PPV, positive predictive value, P > 0.05.

NPV, negative predictive value, P > 0.05.

FIG. 6 — Graph showing percentages of reactivity for the recombinant TB antigens against the pulmonary-TB (n = 28) and extrapulmonary-TB (n = 20) serum specimens. The B.6 antigen detected antibodies in 46.4% of the pulmonary-TB compared to only 5% of the extrapulmonary-TB serum specimens. The rest of the TB antigens did not exhibit such significant differentiation of reactivity between the two serum panels.

DISCUSSION

A number of M. tuberculosis antigens have been identified and characterized by various methods employing polyclonal antibodies from rabbits or monoclonal antibodies (MAbs) from hybridomas generated from immunized mice. Such antibodies were used widely for identification and purification of protein antigens by affinity chromatography (22), immunoscreening of clones from DNA libraries of M. tuberculosis (24, 37), and analyses of total-cell lysates or secretory proteins from culture medium by both one- and two-dimensional gel electrophoresis (16, 32). Immunogenicity in animals (e.g., mice or rabbits), however, may not reflect relevance to human immune responses. Thus, attempts were made to search for candidate serodiagnostic antigens by directly testing mycobacterial proteins with tuberculous-patient sera on immunoblots of one-dimensional and two-dimensional separations of antigenic extracts or culture filtrates of M. tuberculosis H37Rv (4, 26).

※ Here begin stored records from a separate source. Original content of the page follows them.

#![allow(dead_code)]

use std::{
    collections::HashMap,
    sync::{Arc, Mutex},
};

use axum::{
    Form, Json, Router,
    extract::{Path, Query, State},
    http::{HeaderMap, StatusCode, Uri, header::AUTHORIZATION},
    routing::{get, post},
};
use serde_json::{Value, json};

use musicbud::{
    management::{LocalStore, Session},
    spotify::Endpoints,
    types::{Album, Artist, AudioFeatures, EnrichedTrack, Image, SelectorOption, Track},
    view::{StatusKind, TrackCard, TrackDetail, View},
};

pub const ACCESS_TOKEN: &str = "tok1";
pub const GOOD_CODE: &str = "xyz";

/// An in-process stand-in for the accounts service and the Web API.
///
/// Every request is recorded as `path?query`. Token exchanges only succeed
/// for [`GOOD_CODE`]; resource routes demand `Bearer tok1`.
pub struct FakeSpotify {
    pub base: String,
    state: FakeState,
}

#[derive(Clone, Default)]
struct FakeState {
    base: String,
    liked: Arc<Vec<Value>>,
    requests: Arc<Mutex<Vec<String>>>,
    token_forms: Arc<Mutex<Vec<HashMap<String, String>>>>,
    feature_batches: Arc<Mutex<Vec<usize>>>,
}

impl FakeState {
    fn record(&self, uri: &Uri) {
        let entry = uri
            .path_and_query()
            .map(|pq| pq.as_str().to_string())
            .unwrap_or_else(|| uri.path().to_string());
        self.requests.lock().unwrap().push(entry);
    }
}

impl FakeSpotify {
    /// Serves the fake on an ephemeral port; `liked` are the saved tracks.
    pub async fn start(liked: Vec<Value>) -> Self {
        let listener = tokio::net::TcpListener::bind("127.0.0.1:0").await.unwrap();
        let base = format!("http://{}", listener.local_addr().unwrap());

        let state = FakeState {
            base: base.clone(),
            liked: Arc::new(liked),
            ..Default::default()
        };

        let app = Router::new()
            .route("/api/token", post(token))
            .route("/v1/me/tracks", get(saved_tracks))
            .route("/v1/me/playlists", get(playlists))
            .route("/v1/me/albums", get(albums))
            .route("/v1/playlists/{id}/tracks", get(playlist_tracks))
            .route("/v1/albums/{id}/tracks", get(album_tracks))
            .route("/v1/audio-features", get(audio_features))
            .with_state(state.clone());

        tokio::spawn(async move {
            axum::serve(listener, app).await.unwrap();
        });

        FakeSpotify { base, state }
    }

    pub fn endpoints(&self) -> Endpoints {
        Endpoints {
            authorize_url: format!("{}/authorize", self.base),
            token_url: format!("{}/api/token", self.base),
            api_url: format!("{}/v1", self.base),
            redirect_uri: format!("{}/callback", self.base),
        }
    }

    pub fn requests(&self) -> Vec<String> {
        self.state.requests.lock().unwrap().clone()
    }

    /// Recorded requests whose path starts with `prefix`.
    pub fn requests_to(&self, prefix: &str) -> Vec<String> {
        self.requests()
            .into_iter()
            .filter(|r| r.starts_with(prefix))
            .collect()
    }

    pub fn token_forms(&self) -> Vec<HashMap<String, String>> {
        self.state.token_forms.lock().unwrap().clone()
    }

    /// Number of ids asked for by each audio-features request, in order.
    pub fn feature_batches(&self) -> Vec<usize> {
        self.state.feature_batches.lock().unwrap().clone()
    }
}

fn authorized(headers: &HeaderMap) -> bool {
    headers
        .get(AUTHORIZATION)
        .and_then(|v| v.to_str().ok())
        .is_some_and(|v| v == format!("Bearer {}", ACCESS_TOKEN))
}

fn unauthorized() -> (StatusCode, Json<Value>) {
    (
        StatusCode::UNAUTHORIZED,
        Json(json!({ "error": { "status": 401, "message": "Invalid access token" } })),
    )
}

async fn token(
    State(state): State<FakeState>,
    uri: Uri,
    Form(form): Form<HashMap<String, String>>,
) -> (StatusCode, String) {
    state.record(&uri);
    let code = form.get("code").cloned().unwrap_or_default();
    state.token_forms.lock().unwrap().push(form);

    if code == GOOD_CODE {
        (
            StatusCode::OK,
            json!({ "access_token": ACCESS_TOKEN, "token_type": "Bearer", "expires_in": 3600 })
                .to_string(),
        )
    } else {
        (StatusCode::BAD_REQUEST, "invalid_grant".to_string())
    }
}

async fn saved_tracks(
    State(state): State<FakeState>,
    uri: Uri,
    headers: HeaderMap,
    Query(query): Query<HashMap<String, String>>,
) -> (StatusCode, Json<Value>) {
    state.record(&uri);
    if !authorized(&headers) {
        return unauthorized();
    }

    let limit: usize = query.get("limit").and_then(|l| l.parse().ok()).unwrap_or(20);
    let offset: usize = query.get("offset").and_then(|o| o.parse().ok()).unwrap_or(0);

    let items: Vec<Value> = state
        .liked
        .iter()
        .skip(offset)
        .take(limit)
        .map(|track| json!({ "added_at": "2024-01-01T00:00:00Z", "track": track }))
        .collect();
    let next = (offset + limit < state.liked.len()).then(|| {
        format!(
            "{}/v1/me/tracks?offset={}&limit={}",
            state.base,
            offset + limit,
            limit
        )
    });

    (StatusCode::OK, Json(json!({ "items": items, "next": next })))
}

async fn playlists(
    State(state): State<FakeState>,
    uri: Uri,
    headers: HeaderMap,
) -> (StatusCode, Json<Value>) {
    state.record(&uri);
    if !authorized(&headers) {
        return unauthorized();
    }

    (
        StatusCode::OK,
        Json(json!({
            "items": [
                { "id": "pl1", "name": "Road Trip" },
                { "id": "pl2", "name": "Focus" }
            ],
            "next": format!("{}/v1/me/playlists?offset=50&limit=50", state.base)
        })),
    )
}

async fn albums(
    State(state): State<FakeState>,
    uri: Uri,
    headers: HeaderMap,
) -> (StatusCode, Json<Value>) {
    state.record(&uri);
    if !authorized(&headers) {
        return unauthorized();
    }

    (
        StatusCode::OK,
        Json(json!({
            "items": [
                { "added_at": "2024-01-01T00:00:00Z", "album": {
                    "id": "al1",
                    "name": "Blue",
                    "release_date": "1971-06-22",
                    "artists": [{ "id": "jm", "name": "Joni Mitchell" }]
                }},
                { "album": { "id": "al2", "name": "Untitled", "artists": [] } }
            ],
            "next": null
        })),
    )
}

/// `pl1` holds two real tracks, a removed entry and a local file.
/// Any other id is unknown.
async fn playlist_tracks(
    State(state): State<FakeState>,
    Path(id): Path<String>,
    uri: Uri,
    headers: HeaderMap,
) -> (StatusCode, Json<Value>) {
    state.record(&uri);
    if !authorized(&headers) {
        return unauthorized();
    }
    if id != "pl1" {
        return (
            StatusCode::NOT_FOUND,
            Json(json!({ "error": { "status": 404, "message": "Not found." } })),
        );
    }

    (
        StatusCode::OK,
        Json(json!({
            "items": [
                { "track": track_json("p1", "Carey", "Joni Mitchell", "Blue") },
                { "track": null },
                { "track": { "id": null, "name": "Local Demo", "artists": [] } },
                { "track": track_json("p2", "River", "Joni Mitchell", "Blue") }
            ],
            "next": null
        })),
    )
}

/// Simplified tracks without `album`; `next` is set but never followed.
async fn album_tracks(
    State(state): State<FakeState>,
    Path(id): Path<String>,
    uri: Uri,
    headers: HeaderMap,
) -> (StatusCode, Json<Value>) {
    state.record(&uri);
    if !authorized(&headers) {
        return unauthorized();
    }

    (
        StatusCode::OK,
        Json(json!({
            "items": [
                { "id": format!("{}-1", id), "name": "All I Want", "duration_ms": 214000,
                  "artists": [{ "name": "Joni Mitchell" }] },
                { "id": format!("{}-2", id), "name": "My Old Man", "duration_ms": 214000,
                  "artists": [{ "name": "Joni Mitchell" }] }
            ],
            "next": format!("{}/v1/albums/{}/tracks?offset=50&limit=50", state.base, id)
        })),
    )
}

/// A batch containing an id starting with `bad` fails with 500; ids
/// starting with `null` are unknown and come back as `null`.
async fn audio_features(
    State(state): State<FakeState>,
    uri: Uri,
    headers: HeaderMap,
    Query(query): Query<HashMap<String, String>>,
) -> (StatusCode, Json<Value>) {
    state.record(&uri);
    if !authorized(&headers) {
        return unauthorized();
    }

    let ids: Vec<String> = query
        .get("ids")
        .map(|ids| ids.split(',').map(str::to_string).collect())
        .unwrap_or_default();
    state.feature_batches.lock().unwrap().push(ids.len());

    if ids.iter().any(|id| id.starts_with("bad")) {
        return (
            StatusCode::INTERNAL_SERVER_ERROR,
            Json(json!({ "error": { "status": 500, "message": "Server error" } })),
        );
    }

    let features: Vec<Value> = ids
        .iter()
        .enumerate()
        .map(|(i, id)| {
            if id.starts_with("null") {
                Value::Null
            } else {
                json!({
                    "id": id,
                    "tempo": 100.0 + i as f64,
                    "key": 1,
                    "mode": 1,
                    "time_signature": 4,
                    "energy": 0.5,
                    "danceability": 0.25,
                    "valence": 0.75,
                    "acousticness": 0.1,
                    "instrumentalness": 0.0,
                    "liveness": 0.2,
                    "speechiness": 0.05,
                    "duration_ms": 214000
                })
            }
        })
        .collect();

    (StatusCode::OK, Json(json!({ "audio_features": features })))
}

pub fn track_json(id: &str, name: &str, artist: &str, album: &str) -> Value {
    json!({
        "id": id,
        "name": name,
        "duration_ms": 215000,
        "artists": [{ "id": format!("{}-artist", id), "name": artist }],
        "album": {
            "id": format!("{}-album", id),
            "name": album,
            "release_date": "2020-01-01",
            "images": [
                { "url": "https://i.scdn.co/image/640", "width": 640, "height": 640 },
                { "url": "https://i.scdn.co/image/300", "width": 300, "height": 300 },
                { "url": "https://i.scdn.co/image/64", "width": 64, "height": 64 }
            ]
        }
    })
}

/// `count` saved tracks with ids `t0`, `t1`, ...
pub fn liked_tracks(count: usize) -> Vec<Value> {
    (0..count)
        .map(|i| {
            track_json(
                &format!("t{}", i),
                &format!("Song {}", i),
                "Some Artist",
                "Some Album",
            )
        })
        .collect()
}

pub fn track(id: &str) -> Track {
    Track {
        id: Some(id.to_string()),
        name: format!("Song {}", id),
        artists: vec![Artist {
            id: None,
            name: "Some Artist".to_string(),
        }],
        ..Default::default()
    }
}

pub fn authorized_session() -> Session {
    let mut session = Session::new("abc123");
    session.authorize(ACCESS_TOKEN);
    session
}

/// A fully populated enriched track for view tests.
pub fn enriched(
    name: &str,
    artist: &str,
    album: &str,
    release_date: &str,
    tempo: Option<f64>,
    energy: Option<f64>,
) -> EnrichedTrack {
    EnrichedTrack {
        track: Track {
            id: Some(name.to_lowercase().replace(' ', "-")),
            name: name.to_string(),
            artists: vec![Artist {
                id: None,
                name: artist.to_string(),
            }],
            album: Some(Album {
                id: None,
                name: album.to_string(),
                release_date: Some(release_date.to_string()),
                images: vec![
                    Image {
                        url: "https://img/640".to_string(),
                        width: Some(640),
                        height: Some(640),
                    },
                    Image {
                        url: "https://img/300".to_string(),
                        width: Some(300),
                        height: Some(300),
                    },
                    Image {
                        url: "https://img/64".to_string(),
                        width: Some(64),
                        height: Some(64),
                    },
                ],
                artists: Vec::new(),
            }),
            duration_ms: Some(185_000),
            images: Vec::new(),
        },
        audio_features: AudioFeatures {
            tempo,
            energy,
            ..Default::default()
        },
    }
}

pub fn temp_store() -> (tempfile::TempDir, LocalStore) {
    let dir = tempfile::tempdir().unwrap();
    let store = LocalStore::at(dir.path());
    (dir, store)
}

/// Everything handed to a [`View`], in order.
#[derive(Debug, Clone, PartialEq)]
pub enum Shown {
    Status(String, StatusKind),
    Error(String),
    Loading(bool),
    Library,
    PlaylistOptions(Vec<SelectorOption>),
    AlbumOptions(Vec<SelectorOption>),
    Tracks(Vec<TrackCard>),
    Detail(TrackDetail),
    CloseDetail,
}

#[derive(Debug, Default)]
pub struct RecordingView {
    pub shown: Vec<Shown>,
}

impl RecordingView {
    pub fn statuses(&self) -> Vec<String> {
        self.shown
            .iter()
            .filter_map(|s| match s {
                Shown::Status(message, _) => Some(message.clone()),
                _ => None,
            })
            .collect()
    }

    pub fn errors(&self) -> Vec<String> {
        self.shown
            .iter()
            .filter_map(|s| match s {
                Shown::Error(message) => Some(message.clone()),
                _ => None,
            })
            .collect()
    }

    pub fn last_tracks(&self) -> Option<&Vec<TrackCard>> {
        self.shown.iter().rev().find_map(|s| match s {
            Shown::Tracks(cards) => Some(cards),
            _ => None,
        })
    }

    pub fn library_shown(&self) -> bool {
        self.shown.contains(&Shown::Library)
    }
}

impl View for RecordingView {
    fn show_status(&mut self, message: &str, kind: StatusKind) {
        self.shown.push(Shown::Status(message.to_string(), kind));
    }

    fn show_error(&mut self, message: &str) {
        self.shown.push(Shown::Error(message.to_string()));
    }

    fn show_loading(&mut self, loading: bool) {
        self.shown.push(Shown::Loading(loading));
    }

    fn show_library(&mut self) {
        self.shown.push(Shown::Library);
    }

    fn show_playlist_options(&mut self, options: &[SelectorOption]) {
        self.shown.push(Shown::PlaylistOptions(options.to_vec()));
    }

    fn show_album_options(&mut self, options: &[SelectorOption]) {
        self.shown.push(Shown::AlbumOptions(options.to_vec()));
    }

    fn render_tracks(&mut self, cards: &[TrackCard]) {
        self.shown.push(Shown::Tracks(cards.to_vec()));
    }

    fn show_detail(&mut self, detail: &TrackDetail) {
        self.shown.push(Shown::Detail(detail.clone()));
    }

    fn close_detail(&mut self) {
        self.shown.push(Shown::CloseDetail);
    }
}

In this study, we used antibodies present in the sera of infected individuals to screen total-cell lysates and a phage expression library of M. tuberculosis DNA. To date, there is no single immunodominant species-specific antigen for detection of tuberculosis. We have chosen to use pooled sera from several infected individuals to allow identification of several immunoreactive antigens reactive to antibodies present in each serum. In addition, the M. tuberculosis genome database completed by the Sanger Centre (12) allowed for the rapid identification of these immunoreactive antigens by homology searches against available protein and gene databases, which also facilitated the identification of these gene sequences for cloning.

We have successfully identified and characterized five antigens using a Western blot total-cell-lysate approach; of these, the B.6, B.10, and C17 antigens are novel and showed high degrees of nucleotide identity to unpublished M. tuberculosis H37Rv genes. Based on DNA sequencing results, the B.6 antigen gene was found to have 99% nucleotide identity to a gene coding for a protein with homology to exported proteases or peptidases. The B.10 antigen exhibited 99 and 98% nucleotide identities to the M. bovis acyl coenzyme A (CoA) synthase (accession no. U75685) and mycocerosic acid synthase (accession no. M95808) genes, respectively. The C17 antigen exhibited 99 to 100% nucleotide identity to a gene coding for PE-PGRS (polymorphic GC-rich repetitive sequence) proteins, a member of PE (proline-glutamic acid) families of clustered genes coding for glycine-rich proteins which may have immunological and pathogenic implications (12).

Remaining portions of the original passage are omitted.